Stored items
━━━━━━━━━━━━━━━━

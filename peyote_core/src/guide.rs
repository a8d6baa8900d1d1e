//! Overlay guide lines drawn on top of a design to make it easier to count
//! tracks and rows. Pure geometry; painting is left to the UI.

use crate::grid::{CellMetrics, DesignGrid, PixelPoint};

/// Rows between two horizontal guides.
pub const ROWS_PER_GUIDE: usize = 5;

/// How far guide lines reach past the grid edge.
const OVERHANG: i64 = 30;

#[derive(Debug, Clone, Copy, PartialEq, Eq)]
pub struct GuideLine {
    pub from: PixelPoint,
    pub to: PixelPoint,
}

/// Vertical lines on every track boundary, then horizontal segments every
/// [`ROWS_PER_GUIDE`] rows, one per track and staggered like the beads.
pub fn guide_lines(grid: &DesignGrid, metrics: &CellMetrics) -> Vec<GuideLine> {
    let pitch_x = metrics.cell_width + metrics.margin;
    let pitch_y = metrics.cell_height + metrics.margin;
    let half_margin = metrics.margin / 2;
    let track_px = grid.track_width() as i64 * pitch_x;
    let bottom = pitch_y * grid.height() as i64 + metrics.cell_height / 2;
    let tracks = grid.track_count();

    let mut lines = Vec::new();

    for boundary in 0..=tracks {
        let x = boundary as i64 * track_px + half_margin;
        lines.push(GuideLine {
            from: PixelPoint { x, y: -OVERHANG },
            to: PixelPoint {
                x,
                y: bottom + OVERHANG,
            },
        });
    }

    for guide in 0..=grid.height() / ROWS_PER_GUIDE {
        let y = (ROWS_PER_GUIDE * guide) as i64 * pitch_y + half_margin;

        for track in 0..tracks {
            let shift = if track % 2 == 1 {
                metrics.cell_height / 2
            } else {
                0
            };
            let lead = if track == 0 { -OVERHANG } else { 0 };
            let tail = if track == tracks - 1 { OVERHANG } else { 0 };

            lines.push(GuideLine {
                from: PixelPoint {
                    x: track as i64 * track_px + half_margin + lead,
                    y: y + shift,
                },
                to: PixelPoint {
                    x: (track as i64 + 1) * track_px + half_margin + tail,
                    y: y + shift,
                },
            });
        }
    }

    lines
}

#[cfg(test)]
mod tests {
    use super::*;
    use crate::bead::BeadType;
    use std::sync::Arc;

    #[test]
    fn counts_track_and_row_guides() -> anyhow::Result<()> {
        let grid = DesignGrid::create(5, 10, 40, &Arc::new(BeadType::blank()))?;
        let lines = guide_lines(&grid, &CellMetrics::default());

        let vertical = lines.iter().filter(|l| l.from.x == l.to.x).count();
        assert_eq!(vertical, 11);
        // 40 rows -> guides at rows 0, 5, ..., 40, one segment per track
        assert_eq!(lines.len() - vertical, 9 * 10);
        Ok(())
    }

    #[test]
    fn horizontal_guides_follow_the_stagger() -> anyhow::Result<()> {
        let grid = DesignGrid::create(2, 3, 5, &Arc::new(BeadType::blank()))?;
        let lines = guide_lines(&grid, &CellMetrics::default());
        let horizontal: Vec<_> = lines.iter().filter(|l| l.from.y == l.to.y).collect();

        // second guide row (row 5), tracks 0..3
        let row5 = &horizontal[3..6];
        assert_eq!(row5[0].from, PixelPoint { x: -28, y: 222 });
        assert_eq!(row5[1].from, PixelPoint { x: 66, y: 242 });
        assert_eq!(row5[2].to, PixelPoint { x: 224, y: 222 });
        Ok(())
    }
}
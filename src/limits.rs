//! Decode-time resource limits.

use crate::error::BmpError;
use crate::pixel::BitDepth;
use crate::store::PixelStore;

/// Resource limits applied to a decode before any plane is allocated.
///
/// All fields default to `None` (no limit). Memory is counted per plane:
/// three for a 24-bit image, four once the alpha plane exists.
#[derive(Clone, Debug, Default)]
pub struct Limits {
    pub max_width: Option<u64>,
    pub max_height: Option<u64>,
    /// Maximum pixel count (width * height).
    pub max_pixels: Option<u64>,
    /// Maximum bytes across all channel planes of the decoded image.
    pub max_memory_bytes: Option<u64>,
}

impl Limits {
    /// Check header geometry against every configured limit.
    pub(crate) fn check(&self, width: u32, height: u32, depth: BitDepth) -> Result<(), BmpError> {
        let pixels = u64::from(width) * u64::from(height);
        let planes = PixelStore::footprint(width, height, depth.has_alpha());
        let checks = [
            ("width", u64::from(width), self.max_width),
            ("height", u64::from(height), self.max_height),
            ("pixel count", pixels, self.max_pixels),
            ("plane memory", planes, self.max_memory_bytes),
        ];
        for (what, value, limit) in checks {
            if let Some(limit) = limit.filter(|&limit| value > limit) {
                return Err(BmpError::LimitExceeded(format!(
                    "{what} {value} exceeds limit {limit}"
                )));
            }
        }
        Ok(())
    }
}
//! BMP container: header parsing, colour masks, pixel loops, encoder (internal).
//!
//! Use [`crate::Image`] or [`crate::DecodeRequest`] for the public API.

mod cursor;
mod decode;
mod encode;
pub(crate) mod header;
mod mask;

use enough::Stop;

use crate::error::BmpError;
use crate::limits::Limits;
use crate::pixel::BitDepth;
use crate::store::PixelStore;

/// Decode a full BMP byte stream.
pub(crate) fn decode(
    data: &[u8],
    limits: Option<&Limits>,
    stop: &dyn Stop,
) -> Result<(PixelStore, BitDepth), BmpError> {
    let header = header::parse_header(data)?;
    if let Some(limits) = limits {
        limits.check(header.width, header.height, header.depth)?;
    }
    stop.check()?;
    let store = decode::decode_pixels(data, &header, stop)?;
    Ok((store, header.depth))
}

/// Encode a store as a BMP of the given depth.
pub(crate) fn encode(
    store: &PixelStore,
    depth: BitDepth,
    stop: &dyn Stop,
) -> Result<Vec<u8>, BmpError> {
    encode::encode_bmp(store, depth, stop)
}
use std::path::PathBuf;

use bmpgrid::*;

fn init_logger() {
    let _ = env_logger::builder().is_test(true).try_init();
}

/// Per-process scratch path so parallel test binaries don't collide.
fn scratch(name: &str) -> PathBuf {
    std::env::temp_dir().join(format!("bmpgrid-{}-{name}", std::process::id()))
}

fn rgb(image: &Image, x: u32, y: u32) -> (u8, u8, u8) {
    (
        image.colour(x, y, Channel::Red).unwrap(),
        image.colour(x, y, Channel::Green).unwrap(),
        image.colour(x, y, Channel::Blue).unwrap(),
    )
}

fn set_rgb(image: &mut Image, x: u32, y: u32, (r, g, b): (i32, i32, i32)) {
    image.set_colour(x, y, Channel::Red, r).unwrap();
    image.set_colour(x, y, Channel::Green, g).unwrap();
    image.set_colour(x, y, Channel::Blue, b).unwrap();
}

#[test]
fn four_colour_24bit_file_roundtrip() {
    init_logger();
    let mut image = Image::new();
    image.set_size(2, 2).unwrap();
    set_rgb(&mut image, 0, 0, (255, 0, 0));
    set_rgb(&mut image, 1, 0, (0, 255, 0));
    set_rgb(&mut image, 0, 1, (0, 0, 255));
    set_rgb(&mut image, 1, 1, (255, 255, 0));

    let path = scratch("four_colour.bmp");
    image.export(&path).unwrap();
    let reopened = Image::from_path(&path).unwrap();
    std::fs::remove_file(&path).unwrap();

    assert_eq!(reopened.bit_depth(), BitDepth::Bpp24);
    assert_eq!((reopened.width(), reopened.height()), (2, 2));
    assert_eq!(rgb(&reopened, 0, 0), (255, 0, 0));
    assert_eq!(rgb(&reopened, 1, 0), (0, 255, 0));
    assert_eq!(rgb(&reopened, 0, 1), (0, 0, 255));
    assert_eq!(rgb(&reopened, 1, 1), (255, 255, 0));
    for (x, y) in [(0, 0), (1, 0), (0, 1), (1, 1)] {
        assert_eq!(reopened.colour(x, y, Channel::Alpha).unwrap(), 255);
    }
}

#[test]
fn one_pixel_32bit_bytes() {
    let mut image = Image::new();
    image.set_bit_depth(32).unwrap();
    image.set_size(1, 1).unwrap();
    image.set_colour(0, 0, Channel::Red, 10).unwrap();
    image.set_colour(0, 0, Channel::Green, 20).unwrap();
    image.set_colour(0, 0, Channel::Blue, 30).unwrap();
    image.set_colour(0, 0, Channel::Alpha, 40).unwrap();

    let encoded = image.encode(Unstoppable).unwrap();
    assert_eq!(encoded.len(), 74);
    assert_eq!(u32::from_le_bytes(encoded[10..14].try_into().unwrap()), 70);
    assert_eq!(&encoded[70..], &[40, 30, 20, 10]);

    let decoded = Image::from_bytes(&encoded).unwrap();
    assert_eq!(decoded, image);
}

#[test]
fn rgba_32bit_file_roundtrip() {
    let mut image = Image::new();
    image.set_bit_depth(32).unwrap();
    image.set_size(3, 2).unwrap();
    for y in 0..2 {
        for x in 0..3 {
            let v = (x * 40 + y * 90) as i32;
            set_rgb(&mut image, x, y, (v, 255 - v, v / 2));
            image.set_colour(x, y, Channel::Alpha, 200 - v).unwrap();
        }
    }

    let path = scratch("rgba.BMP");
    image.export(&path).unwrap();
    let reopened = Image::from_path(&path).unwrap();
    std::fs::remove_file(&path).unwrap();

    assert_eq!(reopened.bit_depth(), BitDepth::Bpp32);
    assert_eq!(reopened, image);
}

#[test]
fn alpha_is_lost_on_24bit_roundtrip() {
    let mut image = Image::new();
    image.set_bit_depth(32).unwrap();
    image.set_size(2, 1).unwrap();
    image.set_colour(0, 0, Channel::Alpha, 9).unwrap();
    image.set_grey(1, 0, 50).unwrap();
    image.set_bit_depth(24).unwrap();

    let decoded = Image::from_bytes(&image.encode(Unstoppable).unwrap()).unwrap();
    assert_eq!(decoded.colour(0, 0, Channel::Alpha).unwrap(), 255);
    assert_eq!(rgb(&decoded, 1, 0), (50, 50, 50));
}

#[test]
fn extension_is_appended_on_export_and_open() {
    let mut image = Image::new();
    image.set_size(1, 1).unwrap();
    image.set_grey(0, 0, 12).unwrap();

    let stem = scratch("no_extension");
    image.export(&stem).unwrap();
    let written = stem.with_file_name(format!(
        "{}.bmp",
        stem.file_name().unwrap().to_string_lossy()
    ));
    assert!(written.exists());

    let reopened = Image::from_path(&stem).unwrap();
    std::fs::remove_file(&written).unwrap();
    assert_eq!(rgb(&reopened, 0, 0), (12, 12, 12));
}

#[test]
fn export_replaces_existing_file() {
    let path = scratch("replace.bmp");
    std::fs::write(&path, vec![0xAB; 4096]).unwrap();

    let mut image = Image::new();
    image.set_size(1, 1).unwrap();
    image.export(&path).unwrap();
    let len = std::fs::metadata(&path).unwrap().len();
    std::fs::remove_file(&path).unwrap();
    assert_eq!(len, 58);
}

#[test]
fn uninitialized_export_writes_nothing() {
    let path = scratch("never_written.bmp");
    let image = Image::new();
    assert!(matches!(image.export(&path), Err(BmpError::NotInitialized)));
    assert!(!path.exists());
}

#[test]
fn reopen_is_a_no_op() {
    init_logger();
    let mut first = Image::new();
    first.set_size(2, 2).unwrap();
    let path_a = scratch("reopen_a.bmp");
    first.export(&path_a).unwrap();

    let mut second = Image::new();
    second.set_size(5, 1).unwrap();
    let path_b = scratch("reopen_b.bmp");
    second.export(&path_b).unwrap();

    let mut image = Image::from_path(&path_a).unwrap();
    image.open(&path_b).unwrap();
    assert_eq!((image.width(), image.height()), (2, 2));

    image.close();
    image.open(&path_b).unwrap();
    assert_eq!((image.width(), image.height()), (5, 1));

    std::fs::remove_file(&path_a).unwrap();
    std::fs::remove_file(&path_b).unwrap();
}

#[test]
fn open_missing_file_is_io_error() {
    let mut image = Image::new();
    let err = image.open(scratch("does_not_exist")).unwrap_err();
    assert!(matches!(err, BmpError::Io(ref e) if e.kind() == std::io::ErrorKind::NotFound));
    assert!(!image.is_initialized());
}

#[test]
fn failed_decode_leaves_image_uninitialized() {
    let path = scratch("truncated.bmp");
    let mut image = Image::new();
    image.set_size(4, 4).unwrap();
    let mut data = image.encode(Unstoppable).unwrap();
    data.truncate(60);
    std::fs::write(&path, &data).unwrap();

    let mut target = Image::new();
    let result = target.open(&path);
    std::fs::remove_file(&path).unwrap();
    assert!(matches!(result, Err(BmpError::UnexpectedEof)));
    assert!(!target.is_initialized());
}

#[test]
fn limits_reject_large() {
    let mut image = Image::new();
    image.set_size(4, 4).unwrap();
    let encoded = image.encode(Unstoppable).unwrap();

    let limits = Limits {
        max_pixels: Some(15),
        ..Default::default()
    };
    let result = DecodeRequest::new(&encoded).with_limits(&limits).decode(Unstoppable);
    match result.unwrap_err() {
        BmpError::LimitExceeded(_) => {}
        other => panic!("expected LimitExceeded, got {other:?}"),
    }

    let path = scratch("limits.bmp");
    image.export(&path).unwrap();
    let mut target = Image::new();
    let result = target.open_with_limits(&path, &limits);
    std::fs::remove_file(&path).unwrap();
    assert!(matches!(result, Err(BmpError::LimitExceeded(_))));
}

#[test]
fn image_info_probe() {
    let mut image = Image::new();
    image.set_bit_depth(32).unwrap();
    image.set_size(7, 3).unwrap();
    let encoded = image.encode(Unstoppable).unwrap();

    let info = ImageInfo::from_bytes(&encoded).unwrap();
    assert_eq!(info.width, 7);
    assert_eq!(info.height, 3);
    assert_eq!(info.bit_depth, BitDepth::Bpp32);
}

━━━━━━━━━━━━━━━━

### Your goal:
Retype the lines above without alteration. The first is the one containing "assert!(matches!(result, Err(BmpError::UnexpectedEof)));", and the last is the final line of the data.

### The answer:
    assert!(matches!(result, Err(BmpError::UnexpectedEof)));
    assert!(!target.is_initialized());
}

#[test]
fn limits_reject_large() {
    let mut image = Image::new();
    image.set_size(4, 4).unwrap();
    let encoded = image.encode(Unstoppable).unwrap();

    let limits = Limits {
        max_pixels: Some(15),
        ..Default::default()
    };
    let result = DecodeRequest::new(&encoded).with_limits(&limits).decode(Unstoppable);
    match result.unwrap_err() {
        BmpError::LimitExceeded(_) => {}
        other => panic!("expected LimitExceeded, got {other:?}"),
    }

    let path = scratch("limits.bmp");
    image.export(&path).unwrap();
    let mut target = Image::new();
    let result = target.open_with_limits(&path, &limits);
    std::fs::remove_file(&path).unwrap();
    assert!(matches!(result, Err(BmpError::LimitExceeded(_))));
}

#[test]
fn image_info_probe() {
    let mut image = Image::new();
    image.set_bit_depth(32).unwrap();
    image.set_size(7, 3).unwrap();
    let encoded = image.encode(Unstoppable).unwrap();

    let info = ImageInfo::from_bytes(&encoded).unwrap();
    assert_eq!(info.width, 7);
    assert_eq!(info.height, 3);
    assert_eq!(info.bit_depth, BitDepth::Bpp32);
}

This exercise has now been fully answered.